Floppy Frog

floppy frogFloppy Frog (Browser [Unity])
Walaber

 

QWOP aurait-il été aussi amusant si au lieu de quatre, il ne comportait que deux boutons (WO ? QP?), et si son coureur ne finissait pas immanquablement par chuter dans les positions les plus absurdes ? On aurait envie de répondre que non, mais Floppy Frog démontre le contraire, l’astuce étant de remplacer les quatre muscles du sprinter par deux autres encore plus complexes d’utilisation.

 

Quelle est donc cette créature à l’écran ? Le titre évoque une « grenouille molle/flexible », mais sa forme laisse plutôt penser à un serpent quand l’aspect de sa gueule et de sa queue est clairement celui du crocodile.
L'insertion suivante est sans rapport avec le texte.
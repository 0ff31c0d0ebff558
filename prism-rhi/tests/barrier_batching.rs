use std::sync::Arc;
use prism_rhi::{
    BarrierBatcher, BarrierRecorder, GpuResource, NativeHandle, PendingBarrier, ResourceState, RhiError, Subresource,
    TextureInfo,
};

/// Captures the resource names of every recorded batch.
#[derive(Default)]
struct CommandListLog {
    batches: Vec<Vec<String>>,
}

impl BarrierRecorder for CommandListLog {
    fn record_barriers(&mut self, barriers: &[PendingBarrier]) -> Result<(), RhiError> {
        self.batches.push(barriers.iter().map(|b| b.resource().name().to_owned()).collect());
        Ok(())
    }
}

fn buffer(name: &str, state: ResourceState) -> Arc<GpuResource> {
    GpuResource::new_buffer(name, NativeHandle(0xB000), 65536, state)
}

fn texture(name: &str, state: ResourceState) -> Arc<GpuResource> {
    GpuResource::new_texture(name, NativeHandle(0x7000), TextureInfo::color(1, 1), state)
}

#[test]
fn buffer_upload_transition() {
    let b = buffer("staging", ResourceState::GenericRead);
    let mut batcher = BarrierBatcher::new();

    batcher.request_transition(&b, ResourceState::CopyDestination);
    assert_eq!(batcher.count(), 1);
    assert_eq!(b.current_state(), ResourceState::GenericRead);

    let mut list = CommandListLog::default();
    batcher.flush(&mut list).unwrap();
    assert_eq!(b.current_state(), ResourceState::CopyDestination);
    assert_eq!(batcher.count(), 0);
    assert_eq!(list.batches, vec![vec!["staging".to_owned()]]);
}

#[test]
fn exact_undo_cancels_for_every_state_pair() {
    let mut list = CommandListLog::default();
    for s1 in ResourceState::ALL {
        for s2 in ResourceState::ALL {
            if s1 == s2 {
                continue;
            }
            let r = texture("pair", s1);
            let mut batcher = BarrierBatcher::new();
            batcher.request_transition(&r, s2);
            batcher.request_transition(&r, s1);
            assert_eq!(batcher.count(), 0, "{s1} -> {s2} -> {s1} should cancel");

            batcher.flush(&mut list).unwrap();
            assert_eq!(r.current_state(), s1);
        }
    }
    assert!(list.batches.is_empty());
}

#[test]
fn texture_round_trip_leaves_state_untouched() {
    let t = texture("gbuffer.normal", ResourceState::ShaderResource);
    let mut batcher = BarrierBatcher::new();

    batcher.request_transition(&t, ResourceState::RenderTarget);
    batcher.request_transition(&t, ResourceState::ShaderResource);
    assert_eq!(batcher.count(), 0);

    let mut list = CommandListLog::default();
    batcher.flush(&mut list).unwrap();
    assert_eq!(t.current_state(), ResourceState::ShaderResource);
    assert!(list.batches.is_empty());
}

#[test]
fn requests_are_submitted_in_order() {
    let resources = [
        buffer("vertices", ResourceState::CopyDestination),
        texture("shadow_map", ResourceState::DepthWrite),
        buffer("indirect", ResourceState::UnorderedAccess),
    ];
    let targets = [
        ResourceState::VertexOrConstantBuffer,
        ResourceState::PixelShaderResource,
        ResourceState::IndirectArgument,
    ];

    let mut batcher = BarrierBatcher::with_capacity(3);
    for (resource, target) in resources.iter().zip(targets) {
        assert!(batcher.request_transition(resource, target));
    }

    let mut list = CommandListLog::default();
    batcher.flush(&mut list).unwrap();
    assert_eq!(list.batches, vec![vec!["vertices".to_owned(), "shadow_map".to_owned(), "indirect".to_owned()]]);
    for (resource, target) in resources.iter().zip(targets) {
        assert_eq!(resource.current_state(), target);
    }
}

#[test]
fn resources_are_shared_across_threads() {
    let shared = buffer("shared", ResourceState::Common);
    let worker = {
        let shared = Arc::clone(&shared);
        std::thread::spawn(move || {
            let mut batcher = BarrierBatcher::new();
            batcher.request_transition(&shared, ResourceState::CopySource);
            batcher.flush(&mut CommandListLog::default()).unwrap();
        })
    };
    worker.join().unwrap();
    assert_eq!(shared.current_state(), ResourceState::CopySource);
}

#[test]
fn mip_chain_generation_tracks_each_level() {
    let chain = GpuResource::new_texture("bloom_chain", NativeHandle(0x7100), TextureInfo::color(4, 1), ResourceState::RenderTarget);
    let mut batcher = BarrierBatcher::new();
    let mut list = CommandListLog::default();

    for mip in 1..4 {
        assert!(batcher.request_subresource_transition(&chain, ResourceState::ShaderResource, Subresource::Index(mip - 1)));
        batcher.flush(&mut list).unwrap();
        assert_eq!(chain.subresource_state(mip - 1), ResourceState::ShaderResource);
        assert_eq!(chain.subresource_state(mip), ResourceState::RenderTarget);
    }
    assert_eq!(chain.uniform_state(), None);

    // Only the last mip still needs to move.
    assert!(batcher.request_transition(&chain, ResourceState::ShaderResource));
    assert_eq!(batcher.count(), 1);
    batcher.flush(&mut list).unwrap();

    assert_eq!(list.batches.len(), 4);
    assert_eq!(chain.uniform_state(), Some(ResourceState::ShaderResource));
}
Quoi qu’il en soit, ce reptile est sacrément musclé (peut-être pour compenser le faible nombre des dits muscles), assez pour se propulser dans les airs et effectuer des triples saltos. Dommage qu’il n’a toujours pas trouvé de moyen efficace pour se rendre d’un point A à un point B.

 

Bien moins frustrant que QWOP puisqu’il est possible d’y gesticuler pendant plus de 30 secondes, Floppy Frog est aussi plus gratifiant, car il est tout à fait possible avec un peu d’entraînement de traverser ses 5 premiers niveaux (je reste sceptique sur le dernier). L’humour ne viendra pas ici des chutes à répétition, mais des pirouettes magistrales qu’il nous arrive parfois d’effectuer par hasard, et de l’inutilité de celles-ci pour atteindre notre objectif (« Ok croco, il était parfait ce saut, mais tu veux pas nous le refaire DEVANT la plate-forme? »). Le flexible reptile nous fait alors l’impression d’être un laissé pour compte de l’évolution, coincé dans un environnement auquel il n’a jamais su s’adapter. Exilé sur le sol au milieu des huées, ses muscles de géant l’empêchent de marcher.